Influence of veratridine on [3H]-L-quinuclidinyl benzilate ([3H]QNB) binding in mouse hindbrain

Abstract

The neurotoxin veratridine is well known for its ability to open sodium channels in neuronal and muscle tissues in micromolar concentrations. It has also been shown that veratridine is an inhibitor of the potent muscarinic receptor antagonist L-quinuclidinyl benzilate (QNB) at these concentrations. These findings prompted us to examine the relationships between action potential sodium channels and muscarinic receptors in a glass-fiber filtration assay for [3H]QNB binding to mouse hindbrain membranes using agents known to affect interconversion of the affinity states in some muscarinic receptor populations, i.e. guanosine triphosphate (GTP) and magnesium (Mg2+). The actions of the sodium channel antagonist tetrodotoxin (TTX) were also examined. Veratridine inhibited [3H]QNB binding with a Ki value of approximately 2.5 microM. This inhibition exhibited a competitive mechanism at higher concentrations (5-10 microM), while showing an apparent non-competitive action at low concentrations (1 microM).
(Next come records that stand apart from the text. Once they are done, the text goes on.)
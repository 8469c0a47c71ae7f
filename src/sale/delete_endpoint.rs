//! Defines the endpoint for deleting a sale, used by the sales history page.

use std::sync::{Arc, Mutex};

use axum::{
    Extension,
    extract::{FromRef, Path, State},
    http::StatusCode,
    response::Response,
};
use rusqlite::Connection;

use crate::{
    AppState,
    auth::UserID,
    database_id::SaleID,
    html::{AlertTemplate, render},
    sale::db::delete_sale,
};

/// The state needed to delete a sale.
#[derive(Debug, Clone)]
pub struct DeleteSaleState {
    /// The database connection for managing sales.
    pub db_connection: Arc<Mutex<Connection>>,
}

impl FromRef<AppState> for DeleteSaleState {
    fn from_ref(state: &AppState) -> Self {
        Self {
            db_connection: state.db_connection.clone(),
        }
    }
}

/// A route handler for deleting one of the requesting user's sales.
///
/// On success the body holds only an out-of-band alert, so the swap removes
/// the table row while the alert is shown. A sale that does not exist and a
/// sale that belongs to another user produce the same alert, so the response
/// does not reveal which of the two happened.
///
/// # Panics
///
/// Panics if the lock for the database connection is already held by the same thread.
pub async fn delete_sale_endpoint(
    State(state): State<DeleteSaleState>,
    Extension(user_id): Extension<UserID>,
    Path(sale_id): Path<SaleID>,
) -> Response {
    let connection = state
        .db_connection
        .lock()
        .expect("Could not acquire database lock");

    match delete_sale(user_id, sale_id, &connection) {
        // The status code has to be 200 OK or HTMX will not delete the table row.
        Ok(()) => render(StatusCode::OK, AlertTemplate::success("Venda excluída", "")),
        Err(error) => {
            tracing::error!("could not delete sale {sale_id}: {error}");
            error.into_alert_response()
        }
    }
}

#[cfg(test)]
mod delete_sale_endpoint_tests {
    use std::sync::{Arc, Mutex};

    use axum::{Extension, extract::Path, extract::State, http::StatusCode};
    use rusqlite::Connection;
    use time::macros::datetime;

    use crate::{
        Error,
        auth::{Cpf, PasswordHash, UserID, create_user},
        db::initialize,
        money::Centavos,
        sale::db::{NewSale, SALE_NOT_FOUND_OR_DENIED_MSG, get_sale, record_sale},
    };

    use super::{DeleteSaleState, delete_sale_endpoint};

    fn get_test_state() -> DeleteSaleState {
        let connection = Connection::open_in_memory().unwrap();
        initialize(&connection).unwrap();

        DeleteSaleState {
            db_connection: Arc::new(Mutex::new(connection)),
        }
    }

    fn create_test_user(cpf: &str, state: &DeleteSaleState) -> UserID {
        create_user(
            Cpf::new_unchecked(cpf),
            "Maria",
            None,
            PasswordHash::new_unchecked("definitely hashed"),
            &state.db_connection.lock().unwrap(),
        )
        .unwrap()
        .id
    }

    fn create_test_sale(owner: UserID, state: &DeleteSaleState) -> i64 {
        record_sale(
            NewSale {
                date: datetime!(2025-06-10 14:30 UTC),
                description: "Venda de teste".to_string(),
                amount: Centavos::new(100),
                category_id: 1,
                invoice_issued: false,
                invoice_number: None,
                invoice_issue_date: None,
            },
            owner,
            &state.db_connection.lock().unwrap(),
        )
        .unwrap()
        .id
    }

    #[tokio::test]
    async fn deletes_own_sale() {
        let state = get_test_state();
        let owner = create_test_user("12345678901", &state);
        let sale_id = create_test_sale(owner, &state);

        let response = delete_sale_endpoint(
            State(DeleteSaleState {
                db_connection: state.db_connection.clone(),
            }),
            Extension(owner),
            Path(sale_id),
        )
        .await;

        assert_eq!(response.status(), StatusCode::OK);
        assert_eq!(
            get_sale(sale_id, &state.db_connection.lock().unwrap()),
            Err(Error::NotFound)
        );
    }

    #[tokio::test]
    async fn rejects_other_users_sale_with_uniform_message() {
        let state = get_test_state();
        let owner = create_test_user("12345678901", &state);
        let other_user = create_test_user("10987654321", &state);
        let sale_id = create_test_sale(owner, &state);

        let response = delete_sale_endpoint(
            State(DeleteSaleState {
                db_connection: state.db_connection.clone(),
            }),
            Extension(other_user),
            Path(sale_id),
        )
        .await;

        assert_eq!(response.status(), StatusCode::NOT_FOUND);
        let body = axum::body::to_bytes(response.into_body(), usize::MAX)
            .await
            .unwrap();
        let text = String::from_utf8_lossy(&body);
        assert!(text.contains(SALE_NOT_FOUND_OR_DENIED_MSG));
    }

    #[tokio::test]
    async fn missing_sale_uses_the_same_message() {
        let state = get_test_state();
        let owner = create_test_user("12345678901", &state);

        let response = delete_sale_endpoint(
            State(DeleteSaleState {
                db_connection: state.db_connection.clone(),
            }),
            Extension(owner),
            Path(42),
        )
        .await;

        assert_eq!(response.status(), StatusCode::NOT_FOUND);
        let body = axum::body::to_bytes(response.into_body(), usize::MAX)
            .await
            .unwrap();
        let text = String::from_utf8_lossy(&body);
        assert!(text.contains(SALE_NOT_FOUND_OR_DENIED_MSG));
    }
}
Magnesium caused a parallel shift to the right in the inhibition curve with a 32% increase in the veratridine Ki. GTP caused a non-parallel shift to the left with the greatest displacement occurring at lower veratridine concentrations (2-5 microM). The addition of magnesium to GTP did not alter the action of GTP significantly. TTX (5 microM) caused a parallel shift of the veratridine inhibition curve to the right. In addition, TTX alone inhibited the binding of [3H]QNB. Therefore, it appears that there may be more than one binding site for veratridine which may be linked to the muscarinic system and that these may be action potential sodium channels.